The danger of leaving things be: how the world ‘failed miserably’ in the Middle East

, by  Patrick Wintour

Joe Biden’s high-stakes visit to the Middle East to avert an all-out war raises serious questions about the level and nature of the president’s previous engagement in the region.

Just as Israel suffered a total intelligence breakdown over the horrific Hamas attacks, diplomats stand charged with their own collective system failure, at the heart of which was treating the Palestinian issue as best managed, not solved.

While the EU foreign affairs chief, Josep Borrell, said “the world has failed miserably” in the Middle East, the US national security adviser, Jake Sullivan, was forced to deny the Biden team took its eye off the ball, when asked about his claim three weeks ago that the region was “quieter” than it had been in two decades.

The case for the diplomats’ defence will be that their hands were tied once the dominance of the Hamas military wing in Gaza came to be mirrored by the election of Israel’s most rightwing government in history.

Coupled with that was Donald Trump’s focus on bribing Arab states to make peace with Israel while ignoring the political crisis, which only further sidelined Palestinians while emboldening their occupiers.

With hardliners in Tehran pulling the strings of myriad proxy militias, notably Hamas, the diplomats simply had no partners for peace, save the ineffectual 87-year-old Mahmoud Abbas, the head of the unpopular and under-funded Palestinian Authority in the occupied West Bank.

Nor it is argued that everyone in the Biden administration regarded the Middle East with such nonchalance as Sullivan.
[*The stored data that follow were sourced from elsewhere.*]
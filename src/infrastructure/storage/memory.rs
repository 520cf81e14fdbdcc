//! In-memory storage implementation

use std::collections::{BTreeSet, HashMap};

use async_trait::async_trait;
use chrono::{DateTime, Utc};
use dashmap::mapref::entry::Entry as MapEntry;
use dashmap::DashMap;

use crate::domain::{
    Checkpoint, CheckpointRepository, CredentialRecord, CredentialRepository, DomainError,
    DomainResult, Entry, EntryQuery, EntryRepository, RepositoryProvider, User, UserRepository,
};

/// In-memory storage for development and testing
///
/// `managed_operators` is never stored; it is rebuilt from the operators'
/// `supervisor_id` on every read, the same way the database store does it.
#[derive(Default)]
pub struct InMemoryStore {
    users: DashMap<String, User>,
    /// username -> user_id
    usernames: DashMap<String, String>,
    checkpoints: DashMap<String, Checkpoint>,
    entries: DashMap<String, Entry>,
    credentials: DashMap<String, CredentialRecord>,
}

impl InMemoryStore {
    pub fn new() -> Self {
        Self::default()
    }

    fn operators_of(&self, supervisor_id: &str) -> BTreeSet<String> {
        self.users
            .iter()
            .filter(|u| u.supervisor_id.as_deref() == Some(supervisor_id))
            .map(|u| u.user_id.clone())
            .collect()
    }

    fn hydrate(&self, mut user: User) -> User {
        user.managed_operators = self.operators_of(&user.user_id);
        user
    }
}

#[async_trait]
impl UserRepository for InMemoryStore {
    async fn insert(&self, mut user: User) -> DomainResult<()> {
        if self.users.contains_key(&user.user_id) {
            return Err(DomainError::Conflict(format!(
                "User '{}' already exists",
                user.user_id
            )));
        }
        match self.usernames.entry(user.username.clone()) {
            MapEntry::Occupied(_) => {
                return Err(DomainError::Conflict("Username already exists".to_string()))
            }
            MapEntry::Vacant(slot) => {
                slot.insert(user.user_id.clone());
            }
        }
        user.managed_operators.clear();
        self.users.insert(user.user_id.clone(), user);
        Ok(())
    }

    async fn find_by_id(&self, user_id: &str) -> DomainResult<Option<User>> {
        let user = self.users.get(user_id).map(|u| u.clone());
        Ok(user.map(|u| self.hydrate(u)))
    }

    async fn find_by_username(&self, username: &str) -> DomainResult<Option<User>> {
        let user_id = match self.usernames.get(username) {
            Some(id) => id.clone(),
            None => return Ok(None),
        };
        UserRepository::find_by_id(self, &user_id).await
    }

    async fn list(&self) -> DomainResult<Vec<User>> {
        let users: Vec<User> = self.users.iter().map(|u| u.value().clone()).collect();

        let mut managed: HashMap<String, BTreeSet<String>> = HashMap::new();
        for user in &users {
            if let Some(sup) = &user.supervisor_id {
                managed
                    .entry(sup.clone())
                    .or_default()
                    .insert(user.user_id.clone());
            }
        }

        let mut users: Vec<User> = users
            .into_iter()
            .map(|mut u| {
                u.managed_operators = managed.remove(&u.user_id).unwrap_or_default();
                u
            })
            .collect();
        users.sort_by(|a, b| a.username.cmp(&b.username));
        Ok(users)
    }

    async fn count(&self) -> DomainResult<u64> {
        Ok(self.users.len() as u64)
    }

    async fn list_operator_ids(&self, supervisor_id: &str) -> DomainResult<Vec<String>> {
        Ok(self.operators_of(supervisor_id).into_iter().collect())
    }

    async fn update(&self, user: &User) -> DomainResult<()> {
        let previous = self
            .users
            .get(&user.user_id)
            .map(|u| u.username.clone())
            .ok_or_else(|| DomainError::not_found("User", "user_id", &user.user_id))?;

        if previous != user.username {
            match self.usernames.entry(user.username.clone()) {
                MapEntry::Occupied(_) => {
                    return Err(DomainError::Conflict("Username already exists".to_string()))
                }
                MapEntry::Vacant(slot) => {
                    slot.insert(user.user_id.clone());
                }
            }
            self.usernames.remove(&previous);
        }

        let mut stored = user.clone();
        stored.managed_operators.clear();
        self.users.insert(stored.user_id.clone(), stored);
        Ok(())
    }

    async fn set_supervisor(
        &self,
        operator_id: &str,
        supervisor_id: Option<&str>,
    ) -> DomainResult<()> {
        let mut user = self
            .users
            .get_mut(operator_id)
            .ok_or_else(|| DomainError::not_found("User", "user_id", operator_id))?;
        user.supervisor_id = supervisor_id.map(str::to_string);
        Ok(())
    }

    async fn touch_last_login(&self, user_id: &str, at: DateTime<Utc>) -> DomainResult<()> {
        let mut user = self
            .users
            .get_mut(user_id)
            .ok_or_else(|| DomainError::not_found("User", "user_id", user_id))?;
        user.last_login = Some(at);
        Ok(())
    }

    async fn delete(&self, user_id: &str) -> DomainResult<()> {
        let (_, user) = self
            .users
            .remove(user_id)
            .ok_or_else(|| DomainError::not_found("User", "user_id", user_id))?;
        self.usernames.remove(&user.username);
        Ok(())
    }
}

#[async_trait]
impl CheckpointRepository for InMemoryStore {
    async fn insert(&self, checkpoint: Checkpoint) -> DomainResult<()> {
        match self.checkpoints.entry(checkpoint.checkpoint_id.clone()) {
            MapEntry::Occupied(_) => Err(DomainError::Conflict(format!(
                "Checkpoint '{}' already exists",
                checkpoint.checkpoint_id
            ))),
            MapEntry::Vacant(slot) => {
                slot.insert(checkpoint);
                Ok(())
            }
        }
    }

    async fn find_by_id(&self, checkpoint_id: &str) -> DomainResult<Option<Checkpoint>> {
        Ok(self.checkpoints.get(checkpoint_id).map(|c| c.clone()))
    }

    async fn list(&self) -> DomainResult<Vec<Checkpoint>> {
        let mut checkpoints: Vec<Checkpoint> =
            self.checkpoints.iter().map(|c| c.value().clone()).collect();
        checkpoints.sort_by(|a, b| a.checkpoint_id.cmp(&b.checkpoint_id));
        Ok(checkpoints)
    }

    async fn update(&self, checkpoint: &Checkpoint) -> DomainResult<()> {
        let mut stored = self.checkpoints.get_mut(&checkpoint.checkpoint_id).ok_or_else(|| {
            DomainError::not_found("Checkpoint", "checkpoint_id", &checkpoint.checkpoint_id)
        })?;
        *stored = checkpoint.clone();
        Ok(())
    }
}

#[async_trait]
impl EntryRepository for InMemoryStore {
    async fn find_by_record_id(&self, record_id: &str) -> DomainResult<Option<Entry>> {
        Ok(self.entries.get(record_id).map(|e| e.clone()))
    }

    async fn upsert(&self, entry: Entry) -> DomainResult<()> {
        self.entries.insert(entry.record_id.clone(), entry);
        Ok(())
    }

    async fn list(&self, query: &EntryQuery) -> DomainResult<Vec<Entry>> {
        let mut entries: Vec<Entry> = self
            .entries
            .iter()
            .filter(|e| query.updated_after.map_or(true, |since| e.updated_at > since))
            .filter(|e| {
                query
                    .checkpoint_id
                    .as_deref()
                    .map_or(true, |cp| e.checkpoint_id == cp)
            })
            .map(|e| e.value().clone())
            .collect();
        entries.sort_by(|a, b| {
            a.updated_at
                .cmp(&b.updated_at)
                .then_with(|| a.record_id.cmp(&b.record_id))
        });
        Ok(entries)
    }
}

#[async_trait]
impl CredentialRepository for InMemoryStore {
    async fn store(&self, user_id: &str, password_hash: &str) -> DomainResult<()> {
        self.credentials.insert(
            user_id.to_string(),
            CredentialRecord {
                user_id: user_id.to_string(),
                password_hash: password_hash.to_string(),
                updated_at: Utc::now(),
            },
        );
        Ok(())
    }

    async fn find(&self, user_id: &str) -> DomainResult<Option<CredentialRecord>> {
        Ok(self.credentials.get(user_id).map(|c| c.clone()))
    }

    async fn delete(&self, user_id: &str) -> DomainResult<()> {
        self.credentials.remove(user_id);
        Ok(())
    }
}

impl RepositoryProvider for InMemoryStore {
    fn users(&self) -> &dyn UserRepository {
        self
    }

    fn checkpoints(&self) -> &dyn CheckpointRepository {
        self
    }

    fn entries(&self) -> &dyn EntryRepository {
        self
    }

    fn credentials(&self) -> &dyn CredentialRepository {
        self
    }
}

#[cfg(test)]
mod tests {
    use super::*;
    use crate::domain::{EntryStatus, EntrySubmission, EntryType, UserRole};
    use chrono::{Duration, TimeZone};
    use serde_json::Map;

    fn entry(record_id: &str, checkpoint: &str, updated_at: DateTime<Utc>) -> Entry {
        let submission = EntrySubmission {
            record_id: record_id.into(),
            checkpoint_id: checkpoint.into(),
            entry_type: EntryType::Car,
            logging_user_id: "user-op-east".into(),
            client_timestamp: updated_at,
            status: EntryStatus::Active,
            payload: Map::new(),
        };
        Entry::from_submission(submission, updated_at, updated_at)
    }

    #[tokio::test]
    async fn managed_operators_are_derived_from_supervisor_links() {
        let store = InMemoryStore::new();
        let repos: &dyn RepositoryProvider = &store;

        repos
            .users()
            .insert(User::new("sup", "supervisor_john", UserRole::Supervisor))
            .await
            .unwrap();
        repos
            .users()
            .insert(User::new("op", "op_east", UserRole::GateOperator).with_supervisor("sup"))
            .await
            .unwrap();

        let sup = repos.users().find_by_id("sup").await.unwrap().unwrap();
        assert!(sup.manages("op"));

        repos.users().set_supervisor("op", None).await.unwrap();
        let sup = repos.users().find_by_id("sup").await.unwrap().unwrap();
        assert!(sup.managed_operators.is_empty());
    }

    #[tokio::test]
    async fn duplicate_usernames_conflict() {
        let store = InMemoryStore::new();
        let users = RepositoryProvider::users(&store);

        users
            .insert(User::new("a", "same", UserRole::Admin))
            .await
            .unwrap();
        let err = users
            .insert(User::new("b", "same", UserRole::Admin))
            .await
            .unwrap_err();
        assert!(matches!(err, DomainError::Conflict(_)));
    }

    #[tokio::test]
    async fn rename_releases_old_username() {
        let store = InMemoryStore::new();
        let users = RepositoryProvider::users(&store);

        let mut user = User::new("a", "before", UserRole::Admin);
        users.insert(user.clone()).await.unwrap();
        user.username = "after".into();
        users.update(&user).await.unwrap();

        assert!(users.find_by_username("before").await.unwrap().is_none());
        assert_eq!(
            users.find_by_username("after").await.unwrap().unwrap().user_id,
            "a"
        );
    }

    #[tokio::test]
    async fn entries_are_filtered_and_ordered_by_update_time() {
        let store = InMemoryStore::new();
        let entries = RepositoryProvider::entries(&store);
        let base = Utc.with_ymd_and_hms(2025, 1, 1, 12, 0, 0).unwrap();

        entries.upsert(entry("late", "CP-A", base + Duration::seconds(20))).await.unwrap();
        entries.upsert(entry("early", "CP-A", base + Duration::seconds(10))).await.unwrap();
        entries.upsert(entry("other", "CP-B", base + Duration::seconds(15))).await.unwrap();
        entries.upsert(entry("stale", "CP-A", base)).await.unwrap();

        let since = entries.list(&EntryQuery::updated_after(base)).await.unwrap();
        let ids: Vec<_> = since.iter().map(|e| e.record_id.as_str()).collect();
        assert_eq!(ids, vec!["early", "other", "late"]);

        let query = EntryQuery {
            checkpoint_id: Some("CP-B".into()),
            ..EntryQuery::all()
        };
        let only_b = entries.list(&query).await.unwrap();
        assert_eq!(only_b.len(), 1);
        assert_eq!(only_b[0].record_id, "other");
    }

    #[tokio::test]
    async fn unknown_ids_are_not_found() {
        let store = InMemoryStore::new();
        let err = RepositoryProvider::users(&store).delete("ghost").await.unwrap_err();
        assert!(matches!(err, DomainError::NotFound { .. }));

        let err = RepositoryProvider::checkpoints(&store)
            .update(&Checkpoint::new("CP-X", "X", "Nowhere"))
            .await
            .unwrap_err();
        assert!(matches!(err, DomainError::NotFound { .. }));
    }
}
For instance, an alarmed assessment was given by the US secretary of state, Antony Blinken, in June when Richard Haass, the departing president of the Council on Foreign Relations, put it to him that, based on his 40-plus years of experience, he feared the region “was not that far from blowing”.

Haass continued: “You’re seeing now the considerable expansion of settlements, considerable expansion of violence, a real absence of centralised Palestinian authority, the most rightwing government we’ve seen in Israeli history.”

Blinken, to the surprise of Haass, entirely agreed: “It’s a conversation I’ve had with the [Israeli] prime minister on a number of occasions.”

Brian Katulis, the author of a study of Biden’s approach to the Palestinian issue and a Middle East Institute policy scholar said it was “wrong to say that no effort was made, but they looked for ways to displace the issue”.

Nor was the Biden team alone in its failure. The EU, crippled by internal divisions on the Middle East, had also lost traction and trust, so much so that last week’s meeting of the EU Gulf Cooperation Council was the first in eight years.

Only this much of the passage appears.